- TASK DESCRIPTION
Nothing in the data may be altered; restate all of it exactly.

BEGIN

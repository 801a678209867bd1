use crate::client::SignedInUser;
use crate::dto::{MutationReceipt, NewTodo, TodoItem, UpdateTodo};
use anyhow::Context;
use reqwest::StatusCode;
use reqwest_middleware::{ClientBuilder, ClientWithMiddleware, RequestBuilder};
use reqwest_tracing::TracingMiddleware;
use serde::Deserialize;
use serde::de::DeserializeOwned;
use std::time::Duration;
use thiserror::Error;
use tracing::debug;

#[derive(Debug, Error)]
pub enum GatewayError {
    #[error("could not reach the todo service: {0:#}")]
    Transport(#[from] reqwest_middleware::Error),
    #[error("the todo service sent an unreadable response: {0}")]
    Decode(#[from] reqwest::Error),
    /// The service answered with an error. `message` is the most specific explanation it gave.
    #[error("{message}")]
    Rejected {
        status: StatusCode,
        error_code: String,
        message: String,
    },
}

/// The todo store as seen from a client. Every call is made on behalf of `viewer`.
pub trait TodoGateway {
    async fn list_todos(&self, viewer: Option<&SignedInUser>)
    -> Result<Vec<TodoItem>, GatewayError>;
    async fn create_todo(
        &self,
        viewer: Option<&SignedInUser>,
        new_todo: &NewTodo,
    ) -> Result<MutationReceipt, GatewayError>;
    async fn update_todo(
        &self,
        viewer: Option<&SignedInUser>,
        todo_id: i32,
        update: &UpdateTodo,
    ) -> Result<MutationReceipt, GatewayError>;
    async fn delete_todo(
        &self,
        viewer: Option<&SignedInUser>,
        todo_id: i32,
    ) -> Result<MutationReceipt, GatewayError>;
}

/// Talks to the JSON API under `/api/todos`, passing the viewer's access token as a bearer
/// header so the server can scope each call
#[derive(Clone)]
pub struct HttpTodoGateway {
    todos_url: String,
    http_client: ClientWithMiddleware,
}

impl HttpTodoGateway {
    pub fn new(base_url: &str) -> Result<Self, anyhow::Error> {
        let base_client = reqwest::Client::builder()
            .use_rustls_tls()
            .timeout(Duration::from_secs(10))
            .build()
            .context("building the HTTP client")?;
        let http_client = ClientBuilder::new(base_client)
            .with(TracingMiddleware::default())
            .build();

        Ok(Self::with_client(base_url, http_client))
    }

    pub fn with_client(base_url: &str, http_client: ClientWithMiddleware) -> Self {
        HttpTodoGateway {
            todos_url: format!("{}/api/todos", base_url.trim_end_matches('/')),
            http_client,
        }
    }

    fn todo_url(&self, todo_id: i32) -> String {
        format!("{}/{todo_id}", self.todos_url)
    }
}

fn authorized(request: RequestBuilder, viewer: Option<&SignedInUser>) -> RequestBuilder {
    match viewer {
        Some(user) => request.bearer_auth(&user.access_token),
        None => request,
    }
}

#[derive(Deserialize)]
struct ErrorBody {
    error_code: String,
    error_description: String,
    extra_info: Option<serde_json::Value>,
}

async fn read_json<T: DeserializeOwned>(response: reqwest::Response) -> Result<T, GatewayError> {
    let status = response.status();
    if status.is_success() {
        return Ok(response.json().await?);
    }

    let (error_code, message) = match response.json::<ErrorBody>().await {
        Ok(ErrorBody {
            error_code,
            extra_info: Some(serde_json::Value::String(detail)),
            ..
        }) => (error_code, detail),
        Ok(body) => (body.error_code, body.error_description),
        Err(_) => (
            "unknown".to_owned(),
            format!("the todo service responded with {status}"),
        ),
    };
    debug!(%status, error_code = %error_code, "Todo service rejected the request");

    Err(GatewayError::Rejected {
        status,
        error_code,
        message,
    })
}

impl TodoGateway for HttpTodoGateway {
    async fn list_todos(
        &self,
        viewer: Option<&SignedInUser>,
    ) -> Result<Vec<TodoItem>, GatewayError> {
        let response = authorized(self.http_client.get(&self.todos_url), viewer)
            .send()
            .await?;

        read_json(response).await
    }

    async fn create_todo(
        &self,
        viewer: Option<&SignedInUser>,
        new_todo: &NewTodo,
    ) -> Result<MutationReceipt, GatewayError> {
        let response = authorized(self.http_client.post(&self.todos_url), viewer)
            .json(new_todo)
            .send()
            .await?;

        read_json(response).await
    }

    async fn update_todo(
        &self,
        viewer: Option<&SignedInUser>,
        todo_id: i32,
        update: &UpdateTodo,
    ) -> Result<MutationReceipt, GatewayError> {
        let response = authorized(self.http_client.patch(self.todo_url(todo_id)), viewer)
            .json(update)
            .send()
            .await?;

        read_json(response).await
    }

    async fn delete_todo(
        &self,
        viewer: Option<&SignedInUser>,
        todo_id: i32,
    ) -> Result<MutationReceipt, GatewayError> {
        let response = authorized(self.http_client.delete(self.todo_url(todo_id)), viewer)
            .send()
            .await?;

        read_json(response).await
    }
}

END

- RESULT FOR THIS EXERCISE
repository 801a678209867bd1
use crate::client::SignedInUser;
use crate::dto::{MutationReceipt, NewTodo, TodoItem, UpdateTodo};
use anyhow::Context;
use reqwest::StatusCode;
use reqwest_middleware::{ClientBuilder, ClientWithMiddleware, RequestBuilder};
use reqwest_tracing::TracingMiddleware;
use serde::Deserialize;
use serde::de::DeserializeOwned;
use std::time::Duration;
use thiserror::Error;
use tracing::debug;

#[derive(Debug, Error)]
pub enum GatewayError {
    #[error("could not reach the todo service: {0:#}")]
    Transport(#[from] reqwest_middleware::Error),
    #[error("the todo service sent an unreadable response: {0}")]
    Decode(#[from] reqwest::Error),
    /// The service answered with an error. `message` is the most specific explanation it gave.
    #[error("{message}")]
    Rejected {
        status: StatusCode,
        error_code: String,
        message: String,
    },
}

/// The todo store as seen from a client. Every call is made on behalf of `viewer`.
pub trait TodoGateway {
    async fn list_todos(&self, viewer: Option<&SignedInUser>)
    -> Result<Vec<TodoItem>, GatewayError>;
    async fn create_todo(
        &self,
        viewer: Option<&SignedInUser>,
        new_todo: &NewTodo,
    ) -> Result<MutationReceipt, GatewayError>;
    async fn update_todo(
        &self,
        viewer: Option<&SignedInUser>,
        todo_id: i32,
        update: &UpdateTodo,
    ) -> Result<MutationReceipt, GatewayError>;
    async fn delete_todo(
        &self,
        viewer: Option<&SignedInUser>,
        todo_id: i32,
    ) -> Result<MutationReceipt, GatewayError>;
}

/// Talks to the JSON API under `/api/todos`, passing the viewer's access token as a bearer
/// header so the server can scope each call
#[derive(Clone)]
pub struct HttpTodoGateway {
    todos_url: String,
    http_client: ClientWithMiddleware,
}

impl HttpTodoGateway {
    pub fn new(base_url: &str) -> Result<Self, anyhow::Error> {
        let base_client = reqwest::Client::builder()
            .use_rustls_tls()
            .timeout(Duration::from_secs(10))
            .build()
            .context("building the HTTP client")?;
        let http_client = ClientBuilder::new(base_client)
            .with(TracingMiddleware::default())
            .build();

        Ok(Self::with_client(base_url, http_client))
    }

    pub fn with_client(base_url: &str, http_client: ClientWithMiddleware) -> Self {
        HttpTodoGateway {
            todos_url: format!("{}/api/todos", base_url.trim_end_matches('/')),
            http_client,
        }
    }

    fn todo_url(&self, todo_id: i32) -> String {
        format!("{}/{todo_id}", self.todos_url)
    }
}

fn authorized(request: RequestBuilder, viewer: Option<&SignedInUser>) -> RequestBuilder {
    match viewer {
        Some(user) => request.bearer_auth(&user.access_token),
        None => request,
    }
}

#[derive(Deserialize)]
struct ErrorBody {
    error_code: String,
    error_description: String,
    extra_info: Option<serde_json::Value>,
}

async fn read_json<T: DeserializeOwned>(response: reqwest::Response) -> Result<T, GatewayError> {
    let status = response.status();
    if status.is_success() {
        return Ok(response.json().await?);
    }

    let (error_code, message) = match response.json::<ErrorBody>().await {
        Ok(ErrorBody {
            error_code,
            extra_info: Some(serde_json::Value::String(detail)),
            ..
        }) => (error_code, detail),
        Ok(body) => (body.error_code, body.error_description),
        Err(_) => (
            "unknown".to_owned(),
            format!("the todo service responded with {status}"),
        ),
    };
    debug!(%status, error_code = %error_code, "Todo service rejected the request");

    Err(GatewayError::Rejected {
        status,
        error_code,
        message,
    })
}

impl TodoGateway for HttpTodoGateway {
    async fn list_todos(
        &self,
        viewer: Option<&SignedInUser>,
    ) -> Result<Vec<TodoItem>, GatewayError> {
        let response = authorized(self.http_client.get(&self.todos_url), viewer)
            .send()
            .await?;

        read_json(response).await
    }

    async fn create_todo(
        &self,
        viewer: Option<&SignedInUser>,
        new_todo: &NewTodo,
    ) -> Result<MutationReceipt, GatewayError> {
        let response = authorized(self.http_client.post(&self.todos_url), viewer)
            .json(new_todo)
            .send()
            .await?;

        read_json(response).await
    }

    async fn update_todo(
        &self,
        viewer: Option<&SignedInUser>,
        todo_id: i32,
        update: &UpdateTodo,
    ) -> Result<MutationReceipt, GatewayError> {
        let response = authorized(self.http_client.patch(self.todo_url(todo_id)), viewer)
            .json(update)
            .send()
            .await?;

        read_json(response).await
    }

    async fn delete_todo(
        &self,
        viewer: Option<&SignedInUser>,
        todo_id: i32,
    ) -> Result<MutationReceipt, GatewayError> {
        let response = authorized(self.http_client.delete(self.todo_url(todo_id)), viewer)
            .send()
            .await?;

        read_json(response).await
    }
}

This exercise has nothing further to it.